*** Input ***
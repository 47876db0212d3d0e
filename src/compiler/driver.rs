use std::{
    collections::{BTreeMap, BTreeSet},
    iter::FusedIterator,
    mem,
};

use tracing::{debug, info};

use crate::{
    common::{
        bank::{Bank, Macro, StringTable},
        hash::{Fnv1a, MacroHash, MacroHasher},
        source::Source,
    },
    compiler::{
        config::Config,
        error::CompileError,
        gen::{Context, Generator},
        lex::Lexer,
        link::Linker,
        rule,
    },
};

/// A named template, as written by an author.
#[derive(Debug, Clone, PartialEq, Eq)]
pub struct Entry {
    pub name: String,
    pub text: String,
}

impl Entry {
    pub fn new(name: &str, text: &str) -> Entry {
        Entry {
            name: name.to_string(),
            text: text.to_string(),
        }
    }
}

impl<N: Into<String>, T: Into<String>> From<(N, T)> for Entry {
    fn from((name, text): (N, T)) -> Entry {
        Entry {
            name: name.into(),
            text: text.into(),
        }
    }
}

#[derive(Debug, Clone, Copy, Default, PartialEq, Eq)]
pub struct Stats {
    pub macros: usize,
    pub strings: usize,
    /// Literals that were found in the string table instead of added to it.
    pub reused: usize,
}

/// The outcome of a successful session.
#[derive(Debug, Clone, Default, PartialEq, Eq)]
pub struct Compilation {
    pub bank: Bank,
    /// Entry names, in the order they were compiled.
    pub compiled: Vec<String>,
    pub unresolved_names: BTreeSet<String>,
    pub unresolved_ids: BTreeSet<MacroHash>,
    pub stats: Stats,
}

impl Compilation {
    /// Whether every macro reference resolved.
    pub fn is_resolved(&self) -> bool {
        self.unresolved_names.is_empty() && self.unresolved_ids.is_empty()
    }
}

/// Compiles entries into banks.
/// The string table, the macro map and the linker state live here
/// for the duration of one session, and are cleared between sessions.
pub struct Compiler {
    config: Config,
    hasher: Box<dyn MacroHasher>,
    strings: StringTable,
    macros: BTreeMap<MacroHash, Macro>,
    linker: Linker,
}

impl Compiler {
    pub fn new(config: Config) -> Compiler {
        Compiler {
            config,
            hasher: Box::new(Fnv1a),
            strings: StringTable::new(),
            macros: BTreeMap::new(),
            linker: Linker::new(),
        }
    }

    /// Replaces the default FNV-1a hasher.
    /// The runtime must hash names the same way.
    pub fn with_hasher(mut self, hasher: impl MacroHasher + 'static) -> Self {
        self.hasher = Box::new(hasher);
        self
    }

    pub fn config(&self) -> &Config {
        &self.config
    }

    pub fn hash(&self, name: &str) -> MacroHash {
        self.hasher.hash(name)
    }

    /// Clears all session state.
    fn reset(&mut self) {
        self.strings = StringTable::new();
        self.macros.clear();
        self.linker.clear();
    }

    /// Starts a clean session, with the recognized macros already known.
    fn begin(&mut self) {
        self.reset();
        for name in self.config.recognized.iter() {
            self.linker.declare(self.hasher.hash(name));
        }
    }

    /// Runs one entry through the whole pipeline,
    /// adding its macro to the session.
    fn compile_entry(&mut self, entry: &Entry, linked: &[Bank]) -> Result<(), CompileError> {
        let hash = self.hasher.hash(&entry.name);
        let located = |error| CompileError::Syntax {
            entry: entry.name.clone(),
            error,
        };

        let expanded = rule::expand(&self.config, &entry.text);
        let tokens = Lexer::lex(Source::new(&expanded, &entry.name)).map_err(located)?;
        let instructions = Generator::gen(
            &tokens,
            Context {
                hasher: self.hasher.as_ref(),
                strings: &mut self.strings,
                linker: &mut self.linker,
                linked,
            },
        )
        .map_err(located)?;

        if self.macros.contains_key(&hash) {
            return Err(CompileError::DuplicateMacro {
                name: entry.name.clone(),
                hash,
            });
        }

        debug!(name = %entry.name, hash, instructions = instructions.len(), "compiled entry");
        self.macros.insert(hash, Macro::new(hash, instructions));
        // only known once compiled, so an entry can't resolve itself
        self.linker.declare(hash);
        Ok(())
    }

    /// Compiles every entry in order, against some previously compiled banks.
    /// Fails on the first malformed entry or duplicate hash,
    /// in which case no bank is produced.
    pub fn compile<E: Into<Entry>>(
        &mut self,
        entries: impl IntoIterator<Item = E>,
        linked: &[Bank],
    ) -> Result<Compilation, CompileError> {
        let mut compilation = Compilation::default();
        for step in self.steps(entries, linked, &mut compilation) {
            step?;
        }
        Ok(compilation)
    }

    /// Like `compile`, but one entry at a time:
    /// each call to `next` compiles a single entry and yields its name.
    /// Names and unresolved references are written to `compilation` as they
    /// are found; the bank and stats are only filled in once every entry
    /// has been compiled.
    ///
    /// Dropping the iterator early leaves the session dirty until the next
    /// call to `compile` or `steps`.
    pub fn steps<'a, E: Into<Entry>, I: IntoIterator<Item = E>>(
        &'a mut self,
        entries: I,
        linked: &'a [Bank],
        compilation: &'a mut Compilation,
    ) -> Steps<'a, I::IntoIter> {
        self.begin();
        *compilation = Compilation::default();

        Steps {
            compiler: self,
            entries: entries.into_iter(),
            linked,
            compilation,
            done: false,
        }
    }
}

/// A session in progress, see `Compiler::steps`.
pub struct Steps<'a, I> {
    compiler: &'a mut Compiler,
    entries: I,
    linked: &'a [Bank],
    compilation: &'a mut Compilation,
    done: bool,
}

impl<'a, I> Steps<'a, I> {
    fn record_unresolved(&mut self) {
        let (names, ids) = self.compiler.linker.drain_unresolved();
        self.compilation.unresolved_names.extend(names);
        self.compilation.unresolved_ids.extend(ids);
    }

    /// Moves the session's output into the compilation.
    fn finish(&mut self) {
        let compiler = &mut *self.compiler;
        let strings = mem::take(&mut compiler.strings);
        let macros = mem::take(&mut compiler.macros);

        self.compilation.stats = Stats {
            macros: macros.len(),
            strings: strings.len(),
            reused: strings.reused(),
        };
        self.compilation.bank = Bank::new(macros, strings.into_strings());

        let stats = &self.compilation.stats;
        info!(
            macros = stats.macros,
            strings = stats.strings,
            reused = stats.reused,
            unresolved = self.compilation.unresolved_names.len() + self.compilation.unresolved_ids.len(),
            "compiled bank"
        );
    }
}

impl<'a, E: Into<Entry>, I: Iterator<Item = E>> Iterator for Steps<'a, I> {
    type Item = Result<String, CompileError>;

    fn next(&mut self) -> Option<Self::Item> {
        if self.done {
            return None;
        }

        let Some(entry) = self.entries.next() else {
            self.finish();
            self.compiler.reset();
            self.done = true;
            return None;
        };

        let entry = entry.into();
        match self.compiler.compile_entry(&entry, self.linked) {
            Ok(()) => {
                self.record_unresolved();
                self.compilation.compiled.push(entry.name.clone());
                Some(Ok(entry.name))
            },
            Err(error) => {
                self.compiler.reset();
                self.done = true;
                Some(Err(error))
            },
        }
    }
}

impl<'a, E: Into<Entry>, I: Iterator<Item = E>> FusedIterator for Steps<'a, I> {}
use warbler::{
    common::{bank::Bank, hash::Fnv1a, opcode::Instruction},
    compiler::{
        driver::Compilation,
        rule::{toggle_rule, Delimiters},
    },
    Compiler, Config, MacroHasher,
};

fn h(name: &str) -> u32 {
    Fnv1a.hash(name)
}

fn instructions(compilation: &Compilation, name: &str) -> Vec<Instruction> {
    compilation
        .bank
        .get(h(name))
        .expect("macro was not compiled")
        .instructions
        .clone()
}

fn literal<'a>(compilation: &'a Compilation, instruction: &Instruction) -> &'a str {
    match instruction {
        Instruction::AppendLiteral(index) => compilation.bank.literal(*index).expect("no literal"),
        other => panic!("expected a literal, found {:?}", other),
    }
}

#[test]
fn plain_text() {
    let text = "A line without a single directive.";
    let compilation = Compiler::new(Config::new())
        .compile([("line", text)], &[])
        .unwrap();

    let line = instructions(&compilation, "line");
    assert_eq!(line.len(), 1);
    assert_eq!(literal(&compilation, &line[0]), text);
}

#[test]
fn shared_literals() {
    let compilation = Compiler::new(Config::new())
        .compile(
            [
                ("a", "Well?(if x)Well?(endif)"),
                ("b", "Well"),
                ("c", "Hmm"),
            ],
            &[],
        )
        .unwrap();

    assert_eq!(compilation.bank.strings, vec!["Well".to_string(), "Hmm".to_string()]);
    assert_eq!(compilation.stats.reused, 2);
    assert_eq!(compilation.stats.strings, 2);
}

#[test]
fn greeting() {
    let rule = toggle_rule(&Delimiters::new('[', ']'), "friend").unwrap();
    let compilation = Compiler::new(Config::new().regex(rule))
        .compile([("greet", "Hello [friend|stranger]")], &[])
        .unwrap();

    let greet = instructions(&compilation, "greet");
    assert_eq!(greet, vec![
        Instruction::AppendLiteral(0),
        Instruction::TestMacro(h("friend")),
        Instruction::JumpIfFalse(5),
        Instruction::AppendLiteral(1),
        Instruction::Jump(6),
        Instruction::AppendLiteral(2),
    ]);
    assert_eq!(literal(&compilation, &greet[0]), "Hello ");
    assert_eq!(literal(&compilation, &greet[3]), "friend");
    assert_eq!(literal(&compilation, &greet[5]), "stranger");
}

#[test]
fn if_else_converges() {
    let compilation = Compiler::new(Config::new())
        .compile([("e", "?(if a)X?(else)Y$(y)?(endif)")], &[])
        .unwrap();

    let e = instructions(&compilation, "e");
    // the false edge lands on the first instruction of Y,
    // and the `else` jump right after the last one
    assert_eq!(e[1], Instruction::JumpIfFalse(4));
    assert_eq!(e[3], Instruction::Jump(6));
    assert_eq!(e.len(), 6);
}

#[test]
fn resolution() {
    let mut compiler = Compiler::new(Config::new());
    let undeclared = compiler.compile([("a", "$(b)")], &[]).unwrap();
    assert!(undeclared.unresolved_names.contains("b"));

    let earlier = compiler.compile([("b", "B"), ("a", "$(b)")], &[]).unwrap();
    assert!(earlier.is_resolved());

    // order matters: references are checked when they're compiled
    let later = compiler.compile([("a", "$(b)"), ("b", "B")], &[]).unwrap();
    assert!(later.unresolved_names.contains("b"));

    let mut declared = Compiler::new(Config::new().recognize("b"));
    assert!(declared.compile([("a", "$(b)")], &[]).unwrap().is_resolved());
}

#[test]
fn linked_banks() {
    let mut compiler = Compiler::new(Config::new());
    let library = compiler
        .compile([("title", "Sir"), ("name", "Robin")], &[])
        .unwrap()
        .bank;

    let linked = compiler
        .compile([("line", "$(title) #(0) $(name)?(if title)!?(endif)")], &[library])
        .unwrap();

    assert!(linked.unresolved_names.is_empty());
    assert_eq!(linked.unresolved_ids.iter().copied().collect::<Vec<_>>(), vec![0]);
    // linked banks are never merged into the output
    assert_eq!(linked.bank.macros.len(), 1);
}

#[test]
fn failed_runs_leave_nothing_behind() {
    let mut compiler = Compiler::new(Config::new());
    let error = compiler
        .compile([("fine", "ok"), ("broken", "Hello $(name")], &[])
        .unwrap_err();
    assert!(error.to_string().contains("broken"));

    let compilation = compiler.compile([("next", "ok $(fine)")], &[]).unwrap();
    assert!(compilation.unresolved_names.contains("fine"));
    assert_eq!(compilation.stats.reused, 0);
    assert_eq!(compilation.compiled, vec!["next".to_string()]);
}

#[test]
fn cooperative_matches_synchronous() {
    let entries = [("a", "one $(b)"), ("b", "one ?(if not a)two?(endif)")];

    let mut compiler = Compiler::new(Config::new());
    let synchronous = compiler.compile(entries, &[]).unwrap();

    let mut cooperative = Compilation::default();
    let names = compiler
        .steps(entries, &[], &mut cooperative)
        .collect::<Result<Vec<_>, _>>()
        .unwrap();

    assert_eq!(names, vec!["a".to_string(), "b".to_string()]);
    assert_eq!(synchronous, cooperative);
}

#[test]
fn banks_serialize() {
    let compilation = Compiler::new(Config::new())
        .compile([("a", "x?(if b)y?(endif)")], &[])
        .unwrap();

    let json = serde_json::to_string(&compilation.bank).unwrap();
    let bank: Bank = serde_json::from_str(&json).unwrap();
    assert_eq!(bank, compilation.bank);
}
*** End of Input ***
** Your instructions **
Using the data above, tally each line that contains "Result". Write only the total.

** Output for this exercise **
4